Solar Powered Hot Dog CookerHeat Transfer Lab – University of Pennsylvania (2011)
For this lab, the objective was to create a device that would use solar radiation to accomplish a task.
I had seen solar hot dog cookers on the Internet before, but I had always wanted to make one for myself. As well, I wanted to explore another aspect of engineering design in tandem with the class requirements. While most of the solar hot dog cookers I had seen were made from sturdy constructions of plywood and lumber, I was determined to create one from inexpensive materials that could be easily assembled, taken apart, and flat packed, similar to the brilliantly economical design that Ikea uses for its flat-packed furniture. I also imagined that this sort of design exercise would be useful for products aimed at the developing world. I made the parabolic dish from 1/8” thick laser-cut MDF boards, poster paper, tin foil, and toothpicks.
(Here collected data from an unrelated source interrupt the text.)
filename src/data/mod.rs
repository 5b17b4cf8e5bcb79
//! Data sources.
//!
//! - the embedded distribution table (`dataset`)
//! - best-effort Gemini summaries of the visible rows (`insight`)

pub mod dataset;
pub mod insight;

pub use dataset::*;
pub use insight::*;
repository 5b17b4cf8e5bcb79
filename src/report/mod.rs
//! Reporting utilities: formatted terminal output.

pub mod format;

pub use format::*;
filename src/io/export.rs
//! Export the current view to files.
//!
//! Two formats, both meant to be easy to consume downstream:
//! - the day-filtered detail rows as CSV (spreadsheets, scripts)
//! - the weekly series as JSON (schema defined by `domain::WeeklyFile`)

use std::fs::File;
use std::io::Write;
use std::path::Path;

use crate::domain::{week, BatchRow, FilterState, PerPartMode, WeeklyAggregate, WeeklyEntry, WeeklyFile};
use crate::error::AppError;

/// Write the filtered detail rows to a CSV file.
pub fn write_rows_csv(path: &Path, rows: &[BatchRow]) -> Result<(), AppError> {
    let mut file = File::create(path)
        .map_err(|e| AppError::usage(format!("Failed to create export CSV '{}': {e}", path.display())))?;

    // Header
    writeln!(
        file,
        "date,week,day,product,part_type,weight_per_part,parts_count,total_weight"
    )
    .map_err(|e| AppError::usage(format!("Failed to write export CSV header: {e}")))?;

    for row in rows {
        writeln!(
            file,
            "{},{},{},{},{},{:.3},{},{:.2}",
            row.date,
            row.week,
            row.day,
            row.product,
            row.part_type,
            row.weight_per_part,
            row.parts_count,
            row.total_weight,
        )
        .map_err(|e| AppError::usage(format!("Failed to write export CSV row: {e}")))?;
    }

    Ok(())
}

/// Write the weekly series to a JSON file.
pub fn write_weekly_json(
    path: &Path,
    weekly: &[WeeklyAggregate],
    filter: &FilterState,
    per_part: PerPartMode,
) -> Result<(), AppError> {
    let file = File::create(path)
        .map_err(|e| AppError::usage(format!("Failed to create weekly JSON '{}': {e}", path.display())))?;

    let weeks = weekly
        .iter()
        .map(|agg| WeeklyEntry {
            week: agg.week,
            monday: week::monday_of_week(agg.week),
            total_weight: agg.total_weight,
            weight_per_part: agg.weight_per_part,
            distinct_days: agg.distinct_days,
        })
        .collect();

    let doc = WeeklyFile {
        tool: "agro".to_string(),
        product: filter.product.clone(),
        part_type: filter.part_type.clone(),
        per_part,
        weeks,
    };

    serde_json::to_writer_pretty(file, &doc)
        .map_err(|e| AppError::usage(format!("Failed to write weekly JSON: {e}")))?;

    Ok(())
}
Altogether the cooker cost less than $5 in materials, could stack neatly to be hidden away, and could be reassembled in minutes without having to refer to any confusing Ikea-like directions. The cooker was designed to focus one fifth of a square meter of sunlight at the hot dog, and after considering all the potential losses, this came out to be about 10 watts of net heat flux.
The cooker was able to heat the hot dog to 150º F within 10 minutes time, which was surprisingly close to what the calculations predicted for how imperfect the tin-foil reflector was. As well, the hot dog tasted much better than usual, but that’s probably because I had worked so hard for it.